In the multi-faith prayer room located in Campion residence hall, Seattle University’s Buddhist meditation group, EcoSangha, gathers every Wednesday. The air is slightly hazy with wisps of burning incense, making the room dim. Prayer mats line the floor, and conversations slowly fade into silence.
Following a quarter-long sabbatical, on-campus club EcoSangha, a traditional Zen practice group, returns to Seattle U for its 20th year of on-campus, faculty-led group meditation sessions.
The theological borders of EcoSangha are not a barrier. In fact, none of the members of EcoSangha are Buddhists except for Professor and Chair of the Philosophy Department, Jason Wirth, and Senior Administrative Assistant in the Center for Jesuit Education, Eddie Salazar. The practice group welcomes Buddhists and non-Buddhists alike to an hour-long meditation.
EcoSangha began informally on campus in 2005, after a Buddhist Philosophy course taught by Wirth left students seeking a greater degree of involvement with the tradition.
“In the fall of 2005, I taught my Buddhist philosophy class, and for all the obvious reasons of conflict of interest, meditation is not part of it,” Wirth said. “We just read text, and we read these things as philosophical arguments. But at the end, the students came up to me and said, ‘We want to sit seriously.’”

After meeting in backyards and attic apartments for a few months, Wirth, working alongside Salazar, established EcoSangha as an official on-campus club in the winter of 2006. Since then, the group has held weekly meditations aside from this previous fall, as Wirth was in temporary medical recovery for a bilateral ankle fusion.
Salazar, whose relationship with Buddhism began after falling out with the Catholic church in 1997, described the beginning of his commitment to Zen Buddhism as one influenced by the adversity he faced growing up because of his identity. As a gay Latino, his relationship to the Roman Catholic church was difficult to navigate and eventually Buddhism presented itself as a spiritual alternative.
“When my Catholic world was crashing and burning, something was calling me toward Buddhism. I started reading about Buddhism, and I started visiting temples,” Salazar said. “Especially Zen; Zen is very liturgical and ritualistic and mystical. That felt comfortable for me as a Catholic.”
For each quarter of EcoSangha, a theme is selected by student leaders to guide club members throughout their practice. Previous themes have included “doubt as a doorway,” “the beginner’s mind,” and “interbeing.”

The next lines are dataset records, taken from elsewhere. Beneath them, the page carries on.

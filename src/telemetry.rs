//! Tracing subscriber setup for the worker binary.

use tracing_subscriber::EnvFilter;

/// Installs a formatting subscriber filtered by `RUST_LOG`, defaulting to
/// `info`.
///
/// Calling it twice leaves the first subscriber in place.
pub fn init_tracing() {
    let filter = EnvFilter::try_from_default_env().unwrap_or_else(|_| EnvFilter::new("info"));
    if tracing_subscriber::fmt()
        .with_env_filter(filter)
        .with_target(false)
        .try_init()
        .is_err()
    {
        tracing::debug!("tracing subscriber already installed");
    }
}
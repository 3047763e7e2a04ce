//! Notifications sent to reviewers and operators.

use crate::review::domain::{ClosedTask, OpenTask};
use crate::review::services::WorkloadDigest;
use crate::roster::domain::ReviewerId;
use minijinja::{Environment, context};
use serde::Serialize;
use std::sync::Arc;

const ASSIGNED_SUBJECT: &str = "{% if resend %}(resend) {% endif %}[review assigned] {{ codes }}";
const ASSIGNED_BODY: &str = "\
Projects:
{% for code, title in task.codes|items %}  - {{ code }}: {{ title }}
{% endfor %}Company: {{ task.company }}
Author: {{ task.author_id }}
Pages: {{ task.pages }}
Urgent: {{ 'yes' if task.urgent else 'no' }}
Reviewer: {{ task.reviewer_id }}
{% for warning in warnings %}Warning: {{ warning }}
{% endfor %}";

const FINISHED_SUBJECT: &str = "{% if resend %}(resend) {% endif %}[review finished] {{ codes }}";
const FINISHED_BODY: &str = "\
Projects:
{% for code, title in task.codes|items %}  - {{ code }}: {{ title }}
{% endfor %}Company: {{ task.company }}
Reviewer: {{ task.reviewer_id }}
Opened: {{ task.opened_at }}
Closed: {{ task.closed_at }}
{% for warning in warnings %}Warning: {{ warning }}
{% endfor %}";

const DIGEST_SUBJECT: &str = "[workload] {{ open_tasks|length }} open";
const DIGEST_BODY: &str = "\
Open tasks:
{% for task in open_tasks %}  - {{ task.codes|join('+') }} -> {{ task.reviewer_id or 'unassigned' }} ({{ task.pages }} pages{% if task.urgent %}, urgent{% endif %})
{% else %}  (none)
{% endfor %}Queue:
{% for candidate in queue %}  {{ loop.index }}. {{ candidate.reviewer.id }} open={{ candidate.open_count }} diff={{ candidate.pages_diff }}{% if candidate.skipped %} skipped{% endif %}
{% endfor %}";

const FAILURE_SUBJECT: &str = "[failure] {{ source }}";
const FAILURE_BODY: &str = "({{ source }}) {{ description }}";

/// Kind of notification.
#[derive(Debug, Clone, Copy, PartialEq, Eq, Hash, Serialize)]
#[serde(rename_all = "snake_case")]
pub enum NotificationKind {
    /// A task was assigned to a reviewer.
    Assigned,
    /// A review was finished.
    Finished,
    /// Periodic workload digest.
    Digest,
    /// A command failed.
    Failure,
}

/// Rendered notification ready for delivery.
#[derive(Debug, Clone, PartialEq, Eq)]
pub struct Notification {
    /// What happened.
    pub kind: NotificationKind,
    /// Roster member to notify; `None` addresses the operators.
    pub recipient: Option<ReviewerId>,
    /// Rendered subject line.
    pub subject: String,
    /// Rendered body.
    pub body: String,
    /// Warnings collected while processing the command.
    pub warnings: Vec<String>,
}

/// Renders notifications from built-in templates.
#[derive(Debug, Clone)]
pub struct NotificationRenderer {
    env: Arc<Environment<'static>>,
}

impl NotificationRenderer {
    /// Creates a renderer with the built-in templates.
    ///
    /// # Errors
    ///
    /// Returns [`minijinja::Error`] when a template fails to compile.
    pub fn new() -> Result<Self, minijinja::Error> {
        let mut env = Environment::new();
        env.add_template("assigned.subject", ASSIGNED_SUBJECT)?;
        env.add_template("assigned.body", ASSIGNED_BODY)?;
        env.add_template("finished.subject", FINISHED_SUBJECT)?;
        env.add_template("finished.body", FINISHED_BODY)?;
        env.add_template("digest.subject", DIGEST_SUBJECT)?;
        env.add_template("digest.body", DIGEST_BODY)?;
        env.add_template("failure.subject", FAILURE_SUBJECT)?;
        env.add_template("failure.body", FAILURE_BODY)?;
        Ok(Self { env: Arc::new(env) })
    }

    /// Builds the notification telling a reviewer about a new task.
    ///
    /// # Errors
    ///
    /// Returns [`minijinja::Error`] when rendering fails.
    pub fn assigned(
        &self,
        task: &OpenTask,
        recipient: Option<ReviewerId>,
        warnings: Vec<String>,
        resend: bool,
    ) -> Result<Notification, minijinja::Error> {
        let ctx = context! {
            task => task,
            codes => task.codes().joined(),
            warnings => &warnings,
            resend => resend,
        };
        Ok(Notification {
            kind: NotificationKind::Assigned,
            recipient: recipient.or_else(|| task.reviewer_id().cloned()),
            subject: self.render("assigned.subject", &ctx)?,
            body: self.render("assigned.body", &ctx)?,
            warnings,
        })
    }

    /// Builds the notification telling an author their review is done.
    ///
    /// # Errors
    ///
    /// Returns [`minijinja::Error`] when rendering fails.
    pub fn finished(
        &self,
        task: &ClosedTask,
        recipient: Option<ReviewerId>,
        warnings: Vec<String>,
        resend: bool,
    ) -> Result<Notification, minijinja::Error> {
        let ctx = context! {
            task => task,
            codes => task.codes().joined(),
            warnings => &warnings,
            resend => resend,
        };
        Ok(Notification {
            kind: NotificationKind::Finished,
            recipient: recipient.or_else(|| Some(task.author_id().clone())),
            subject: self.render("finished.subject", &ctx)?,
            body: self.render("finished.body", &ctx)?,
            warnings,
        })
    }

    /// Builds the workload digest for the operators.
    ///
    /// # Errors
    ///
    /// Returns [`minijinja::Error`] when rendering fails.
    pub fn digest(&self, digest: &WorkloadDigest) -> Result<Notification, minijinja::Error> {
        let ctx = minijinja::Value::from_serialize(digest);
        Ok(Notification {
            kind: NotificationKind::Digest,
            recipient: None,
            subject: self.render("digest.subject", &ctx)?,
            body: self.render("digest.body", &ctx)?,
            warnings: Vec::new(),
        })
    }

    /// Builds the operator alert for a failed command.
    ///
    /// # Errors
    ///
    /// Returns [`minijinja::Error`] when rendering fails.
    pub fn failure(&self, source: &str, description: &str) -> Result<Notification, minijinja::Error> {
        let ctx = context! { source => source, description => description };
        Ok(Notification {
            kind: NotificationKind::Failure,
            recipient: None,
            subject: self.render("failure.subject", &ctx)?,
            body: self.render("failure.body", &ctx)?,
            warnings: Vec::new(),
        })
    }

    fn render(&self, name: &str, ctx: &minijinja::Value) -> Result<String, minijinja::Error> {
        self.env.get_template(name)?.render(ctx)
    }
}
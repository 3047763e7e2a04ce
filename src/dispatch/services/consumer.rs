//! Work-queue consumer.
//!
//! The consumer claims one entry at a time, executes it against the
//! lifecycle engine and acknowledges it whatever the outcome. Failed
//! commands are reported to the operators instead of being retried, so a
//! poisoned entry never blocks the queue.

use crate::dispatch::domain::{
    Command, DispatchError, DispatchResult, InboundMail, MailOperation, NotificationRenderer,
    ReceiveKeywords, StreamEntry,
};
use crate::dispatch::ports::{
    CollaboratorError, CommandStream, DocumentReader, MailSource, Notifier, StreamError,
    Validator,
};
use crate::review::domain::{
    NewMailLogEntry, OpenTask, OpenTaskId, PageRequest, ProjectCodes, TaskFilter, TaskRef,
};
use crate::review::ports::ReviewStore;
use crate::review::services::{
    OpenTaskRequest, ReviewLifecycleError, ReviewLifecycleService, SubmitRequest,
};
use crate::roster::domain::ReviewerId;
use chrono::{DateTime, Utc};
use mockable::Clock;
use std::future::Future;
use std::pin::pin;
use std::sync::Arc;
use tracing::{error, info, warn};

/// Collaborators the consumer talks to.
#[derive(Clone)]
pub struct ConsumerPorts {
    /// Command stream the consumer claims entries from.
    pub stream: Arc<dyn CommandStream>,
    /// Inbound mail.
    pub mail: Arc<dyn MailSource>,
    /// Sender and directive validation.
    pub validator: Arc<dyn Validator>,
    /// Report extraction.
    pub documents: Arc<dyn DocumentReader>,
    /// Notification delivery.
    pub notifier: Arc<dyn Notifier>,
}

/// Tunables for one consumer.
#[derive(Debug, Clone, PartialEq, Eq)]
pub struct ConsumerSettings {
    /// Name of this consumer within the delivery group.
    pub consumer_name: String,
    /// Entries kept per channel by maintenance trimming.
    pub stream_max_len: u64,
    /// Days after which a reduced availability is reset.
    pub stale_availability_days: u32,
}

impl ConsumerSettings {
    /// Default number of entries kept per channel.
    pub const DEFAULT_STREAM_MAX_LEN: u64 = 10;

    /// Default availability reset threshold in days.
    pub const DEFAULT_STALE_AVAILABILITY_DAYS: u32 = 7;

    /// Creates settings with default limits.
    #[must_use]
    pub fn new(consumer_name: impl Into<String>) -> Self {
        Self {
            consumer_name: consumer_name.into(),
            stream_max_len: Self::DEFAULT_STREAM_MAX_LEN,
            stale_availability_days: Self::DEFAULT_STALE_AVAILABILITY_DAYS,
        }
    }
}

/// Entry handled by [`ReviewConsumer::run_once`].
#[derive(Debug, Clone)]
pub struct ProcessedEntry {
    /// The claimed entry, already acknowledged.
    pub entry: StreamEntry,
    /// Why the command failed, if it did.
    pub failure: Option<DispatchError>,
}

/// Result of one maintenance pass.
#[derive(Debug, Clone, Copy, PartialEq, Eq)]
pub struct MaintenanceReport {
    /// Reviewers whose availability was reset.
    pub availability_resets: usize,
    /// Entries removed from the command stream.
    pub trimmed_entries: u64,
    /// Whether a workload digest was sent.
    pub digest_sent: bool,
}

/// What processing learned about a message before it finished or failed.
#[derive(Debug, Default)]
struct MailTrail {
    author: Option<ReviewerId>,
    warnings: Vec<String>,
    document: Option<serde_json::Value>,
}

/// Consumer driving the review lifecycle from the command stream.
pub struct ReviewConsumer<S, C>
where
    S: ReviewStore,
    C: Clock + Send + Sync,
{
    lifecycle: ReviewLifecycleService<S, C>,
    ports: ConsumerPorts,
    renderer: NotificationRenderer,
    settings: ConsumerSettings,
}

impl<S, C> ReviewConsumer<S, C>
where
    S: ReviewStore,
    C: Clock + Send + Sync,
{
    /// Creates a consumer.
    ///
    /// # Errors
    ///
    /// Returns [`DispatchError::Collaborator`] when the notification
    /// templates fail to compile.
    pub fn new(
        lifecycle: ReviewLifecycleService<S, C>,
        ports: ConsumerPorts,
        settings: ConsumerSettings,
    ) -> DispatchResult<Self> {
        let renderer = NotificationRenderer::new().map_err(CollaboratorError::from)?;
        Ok(Self {
            lifecycle,
            ports,
            renderer,
            settings,
        })
    }

    /// Returns the consumer settings.
    #[must_use]
    pub const fn settings(&self) -> &ConsumerSettings {
        &self.settings
    }

    /// Creates the delivery group on every channel.
    ///
    /// # Errors
    ///
    /// Returns [`DispatchError::Stream`] on stream failure.
    pub async fn start(&self) -> DispatchResult<()> {
        self.ports.stream.ensure_groups().await?;
        info!(consumer = %self.settings.consumer_name, "consumer group ready");
        Ok(())
    }

    /// Claims, executes and acknowledges one entry, waiting for one if the
    /// stream is empty.
    ///
    /// Command failures are reported and returned in
    /// [`ProcessedEntry::failure`]; only stream failures are errors.
    ///
    /// # Errors
    ///
    /// Returns [`DispatchError::Stream`] when the stream cannot be read or
    /// the entry cannot be acknowledged.
    pub async fn run_once(&self) -> DispatchResult<ProcessedEntry> {
        let entry = self
            .ports
            .stream
            .read(&self.settings.consumer_name)
            .await?;
        self.process(entry).await
    }

    /// Processes entries until `shutdown` resolves or the stream closes.
    ///
    /// Shutdown is only observed while waiting for an entry; a claimed entry
    /// is always executed and acknowledged.
    ///
    /// # Errors
    ///
    /// Returns [`DispatchError::Stream`] on stream failure.
    pub async fn run_until(&self, shutdown: impl Future<Output = ()>) -> DispatchResult<()> {
        let mut shutdown = pin!(shutdown);
        loop {
            let claimed = tokio::select! {
                () = &mut shutdown => return Ok(()),
                claimed = self.ports.stream.read(&self.settings.consumer_name) => claimed,
            };
            match claimed {
                Ok(entry) => {
                    self.process(entry).await?;
                }
                Err(StreamError::Closed) => return Ok(()),
                Err(err) => return Err(err.into()),
            }
        }
    }

    /// Resets stale availability, trims the stream and sends the workload
    /// digest unless the system has been silent.
    ///
    /// # Errors
    ///
    /// Returns [`DispatchError::Lifecycle`] or [`DispatchError::Stream`]
    /// when a step fails; earlier steps are not undone.
    pub async fn run_maintenance(&self, now: DateTime<Utc>) -> DispatchResult<MaintenanceReport> {
        let availability_resets = self
            .lifecycle
            .reset_stale_availability(self.settings.stale_availability_days)
            .await?;
        let trimmed_entries = self.ports.stream.trim(self.settings.stream_max_len).await?;
        let digest = self.lifecycle.digest(now).await?;
        let digest_sent = digest.is_some();
        if let Some(snapshot) = digest {
            let notification = self
                .renderer
                .digest(&snapshot)
                .map_err(CollaboratorError::from)?;
            self.ports.notifier.notify(notification).await?;
        }
        info!(
            availability_resets,
            trimmed_entries, digest_sent, "maintenance finished"
        );
        Ok(MaintenanceReport {
            availability_resets,
            trimmed_entries,
            digest_sent,
        })
    }

    async fn process(&self, entry: StreamEntry) -> DispatchResult<ProcessedEntry> {
        let outcome = self.execute(&entry).await;
        self.ports.stream.ack(entry.channel, &[entry.id]).await?;
        let failure = outcome.err();
        if let Some(err) = &failure {
            error!(
                channel = %entry.channel,
                entry_id = %entry.id,
                source = %entry.source,
                error = %err,
                "command failed"
            );
            self.report_failure(&entry.source, err).await;
        } else {
            info!(channel = %entry.channel, entry_id = %entry.id, "command processed");
        }
        Ok(ProcessedEntry { entry, failure })
    }

    async fn execute(&self, entry: &StreamEntry) -> DispatchResult<()> {
        match Command::parse(entry)? {
            Command::Receive(keywords) => self.receive(&keywords, &entry.source).await,
            Command::Read { folder } => {
                let mail = self.ports.mail.read(&folder).await?;
                self.process_mail(&mail).await
            }
            Command::Resend { task, redirect } => self.resend(task, redirect).await,
        }
    }

    async fn receive(&self, keywords: &ReceiveKeywords, source: &str) -> DispatchResult<()> {
        let inbox = self.ports.mail.receive(keywords).await?;
        info!(messages = inbox.len(), "mail received");
        for mail in &inbox {
            if let Err(err) = self.process_mail(mail).await {
                error!(folder = %mail.folder, error = %err, "message failed");
                self.report_failure(source, &err).await;
            }
        }
        Ok(())
    }

    async fn process_mail(&self, mail: &InboundMail) -> DispatchResult<()> {
        let mut trail = MailTrail::default();
        let outcome = self.handle_mail(mail, &mut trail).await;
        let entry = NewMailLogEntry {
            folder: mail.folder.clone(),
            keyword: mail.operation.as_str().to_owned(),
            sender: mail.from.clone(),
            author_id: trail.author,
            error: outcome.as_ref().err().map(ToString::to_string),
            warnings: trail.warnings,
            mail: serde_json::to_value(mail).unwrap_or_default(),
            document: trail.document,
        };
        if let Err(err) = self.lifecycle.record_mail(entry).await {
            error!(folder = %mail.folder, error = %err, "mail log could not be written");
        }
        outcome
    }

    async fn handle_mail(&self, mail: &InboundMail, trail: &mut MailTrail) -> DispatchResult<()> {
        let author = self.ports.validator.validate_sender(mail).await?;
        trail.author = Some(author.id.clone());
        match mail.operation {
            MailOperation::Submit => {
                let directives = self
                    .ports
                    .validator
                    .validate_directives(mail, &author)
                    .await?;
                trail.warnings.clone_from(&directives.warnings);
                let document = self.ports.documents.read_submission(mail).await?;
                trail.document = serde_json::to_value(&document).ok();
                let task = OpenTaskRequest::new(
                    document.codes,
                    document.company,
                    document.pages,
                    author.id,
                )
                .with_urgent(directives.urgent)
                .with_opened_at(mail.received_at);
                let mut request = SubmitRequest::new(task).with_exclude(directives.exclude);
                if let Some(forced) = directives.forced {
                    request = request.with_reviewer(forced);
                }
                let assigned = self.lifecycle.submit(request).await?;
                let notification = self
                    .renderer
                    .assigned(&assigned, None, directives.warnings, false)
                    .map_err(CollaboratorError::from)?;
                self.ports.notifier.notify(notification).await?;
            }
            MailOperation::Finish => {
                let codes = self.ports.documents.read_finish(mail).await?;
                trail.document = serde_json::to_value(&codes).ok();
                let task = self.find_finished(&codes).await?;
                let closed = self
                    .lifecycle
                    .finish(task.id().clone(), mail.received_at)
                    .await?;
                let notification = self
                    .renderer
                    .finished(&closed, None, Vec::new(), false)
                    .map_err(CollaboratorError::from)?;
                self.ports.notifier.notify(notification).await?;
            }
        }
        Ok(())
    }

    async fn find_finished(&self, codes: &ProjectCodes) -> DispatchResult<OpenTask> {
        let filter = TaskFilter::new()
            .with_codes(codes.codes())
            .map_err(ReviewLifecycleError::from)?;
        let mut page = self
            .lifecycle
            .search_open(filter, PageRequest::default())
            .await?;
        match page.total {
            0 => Err(ReviewLifecycleError::TaskNotFound(OpenTaskId::from_codes(codes)).into()),
            1 => page.rows.pop().ok_or_else(|| {
                ReviewLifecycleError::TaskNotFound(OpenTaskId::from_codes(codes)).into()
            }),
            matches => Err(DispatchError::AmbiguousTask {
                codes: codes.joined(),
                matches,
            }),
        }
    }

    async fn resend(&self, task: TaskRef, redirect: Option<String>) -> DispatchResult<()> {
        let mut warnings = Vec::new();
        let recipient = match redirect {
            Some(name) => {
                let known = match ReviewerId::new(name.as_str()) {
                    Ok(id) => self.lifecycle.fetch_reviewer(id).await?,
                    Err(_) => None,
                };
                if known.is_none() {
                    warn!(redirect = %name, "unknown redirect recipient ignored");
                    warnings.push(format!("unknown redirect recipient {name} ignored"));
                }
                known.map(|reviewer| reviewer.id().clone())
            }
            None => None,
        };
        let notification = match task {
            TaskRef::Open(id) => {
                let open = self
                    .lifecycle
                    .fetch_open(id.clone())
                    .await?
                    .ok_or(ReviewLifecycleError::TaskNotFound(id))?;
                self.renderer.assigned(&open, recipient, warnings, true)
            }
            TaskRef::Closed(id) => {
                let closed = self
                    .lifecycle
                    .fetch_closed(id)
                    .await?
                    .ok_or(ReviewLifecycleError::ClosedTaskNotFound(id))?;
                self.renderer.finished(&closed, recipient, warnings, true)
            }
        }
        .map_err(CollaboratorError::from)?;
        self.ports.notifier.notify(notification).await?;
        Ok(())
    }

    async fn report_failure(&self, source: &str, err: &DispatchError) {
        let notification = match self.renderer.failure(source, &err.to_string()) {
            Ok(notification) => notification,
            Err(render_err) => {
                error!(error = %render_err, "failure notification could not be rendered");
                return;
            }
        };
        if let Err(delivery_err) = self.ports.notifier.notify(notification).await {
            error!(error = %delivery_err, "failure notification could not be delivered");
        }
    }
}
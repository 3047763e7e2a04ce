//! Domain model for review tasks.
//!
//! Open tasks are keyed by a fingerprint of their project codes so that
//! duplicate submissions collide. Closed tasks are immutable history rows
//! with a database-assigned sequence number.

mod codes;
mod error;
mod ids;
mod mail_log;
mod query;
mod task;

pub use codes::{CODE_SEPARATOR, Pages, ProjectCodes};
pub use error::ReviewDomainError;
pub use ids::{ClosedTaskId, OpenTaskId, TaskRef};
pub use mail_log::{MailLogEntry, NewMailLogEntry};
pub use query::{Page, PageRequest, TaskFilter};
pub use task::{ClosedTask, NewClosedTask, OpenTask, PersistedClosedTaskData, PersistedOpenTaskData};
//! Identifier types for open and closed review tasks.

use super::{ProjectCodes, ReviewDomainError};
use serde::{Deserialize, Serialize};
use sha2::{Digest, Sha256};
use std::fmt;

/// Fingerprint of an open task: lowercase hex SHA-256 of its sorted project
/// codes joined by `+`.
#[derive(Debug, Clone, PartialEq, Eq, PartialOrd, Ord, Hash, Serialize, Deserialize)]
#[serde(transparent)]
pub struct OpenTaskId(String);

impl OpenTaskId {
    const HEX_LEN: usize = 64;

    /// Derives the fingerprint for a set of project codes.
    #[must_use]
    pub fn from_codes(codes: &ProjectCodes) -> Self {
        let digest = Sha256::digest(codes.joined().as_bytes());
        let mut hex = String::with_capacity(Self::HEX_LEN);
        for byte in digest {
            hex.push_str(&format!("{byte:02x}"));
        }
        Self(hex)
    }

    /// Parses a previously derived fingerprint.
    ///
    /// # Errors
    ///
    /// Returns [`ReviewDomainError::InvalidOpenTaskId`] unless the value is
    /// exactly 64 lowercase hexadecimal characters.
    pub fn parse(value: impl Into<String>) -> Result<Self, ReviewDomainError> {
        let raw = value.into();
        let candidate = raw.trim();
        let is_valid = candidate.len() == Self::HEX_LEN
            && candidate
                .chars()
                .all(|ch| ch.is_ascii_digit() || ('a'..='f').contains(&ch));
        if !is_valid {
            return Err(ReviewDomainError::InvalidOpenTaskId(raw));
        }
        Ok(Self(candidate.to_owned()))
    }

    /// Returns the fingerprint as `str`.
    #[must_use]
    pub fn as_str(&self) -> &str {
        &self.0
    }
}

impl AsRef<str> for OpenTaskId {
    fn as_ref(&self) -> &str {
        self.as_str()
    }
}

impl fmt::Display for OpenTaskId {
    fn fmt(&self, f: &mut fmt::Formatter<'_>) -> fmt::Result {
        write!(f, "{}", self.0)
    }
}

/// Sequence number of a closed task.
#[derive(Debug, Clone, Copy, PartialEq, Eq, PartialOrd, Ord, Hash, Serialize, Deserialize)]
#[serde(transparent)]
pub struct ClosedTaskId(i64);

impl ClosedTaskId {
    /// Creates a validated closed task identifier.
    ///
    /// # Errors
    ///
    /// Returns [`ReviewDomainError::InvalidClosedTaskId`] for values below 1.
    pub const fn new(value: i64) -> Result<Self, ReviewDomainError> {
        if value < 1 {
            return Err(ReviewDomainError::InvalidClosedTaskId(value));
        }
        Ok(Self(value))
    }

    /// Returns the underlying sequence number.
    #[must_use]
    pub const fn value(self) -> i64 {
        self.0
    }
}

impl fmt::Display for ClosedTaskId {
    fn fmt(&self, f: &mut fmt::Formatter<'_>) -> fmt::Result {
        write!(f, "{}", self.0)
    }
}

/// Reference to either an open or a closed task.
#[derive(Debug, Clone, PartialEq, Eq, Hash, Serialize, Deserialize)]
#[serde(tag = "kind", content = "id", rename_all = "snake_case")]
pub enum TaskRef {
    /// An open task fingerprint.
    Open(OpenTaskId),
    /// A closed task sequence number.
    Closed(ClosedTaskId),
}

impl TaskRef {
    /// Parses a textual task reference.
    ///
    /// A positive integer names a closed task; anything else must be an open
    /// task fingerprint.
    ///
    /// # Errors
    ///
    /// Returns the validation error of whichever identifier the value was
    /// parsed as.
    pub fn parse(value: &str) -> Result<Self, ReviewDomainError> {
        let trimmed = value.trim();
        match trimmed.parse::<i64>() {
            Ok(sequence) => ClosedTaskId::new(sequence).map(Self::Closed),
            Err(_) => OpenTaskId::parse(trimmed).map(Self::Open),
        }
    }
}

impl fmt::Display for TaskRef {
    fn fmt(&self, f: &mut fmt::Formatter<'_>) -> fmt::Result {
        match self {
            Self::Open(id) => write!(f, "{id}"),
            Self::Closed(id) => write!(f, "{id}"),
        }
    }
}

Mira Martin, fourth-year civil and environmental engineering major and EcoSangha president, chose the club’s theme for the quarter: “What is thought without a brain?”
At their last session, Martin gave a Dharma talk introducing this theme, exploring ever-present natural intelligence and ever-growing technological intelligence. Every member and advisor of EcoSangha has the opportunity to lead the club in a Dharma talk focused on the theme each quarter.
“I really enjoyed the talk that Mira gave. She brought up a lot of really interesting concepts about plants and plant consciousness. I think meditating before hearing that talk put me in the right headspace to think about those ideas a little more deeply than I would have probably otherwise,” Third-Year Environmental Studies Major Danny Herre said, after attending his first group-meditation.

While EcoSangha values meditation for its intrinsic principles, there’s also something to be said about how EcoSangha uses meditation to reshape the relationship between humans and all other living things.
“We have to remember that Sangha has been, from the beginning, about a very different relationship with ourselves, with each other and with all things,” Wirth said. “Not only are we at war with [Earth], but we’re inseparable from it. No earth, no human beings… We need deep practice of going to the depths of our consciousness to realize more fully who we are and what it is to be here and now with all things and as all things.”
Any student who has taken a course with Wirth has likely encountered his belief that the battle against climate change is not merely a matter of politics, but a spiritual war that requires relinquishing our attachment to the life we want and embracing the life we have. As the environmental crisis becomes of increasing concern in the modern world, and political intervention continues to fall short of altering its trajectory, EcoSangha encourages students to look within for a more appropriate solution to climate change.
EcoSangha meets every Wednesday at 7 p.m. in the Campion multi-faith prayer room, and is open to all Seattle U community members.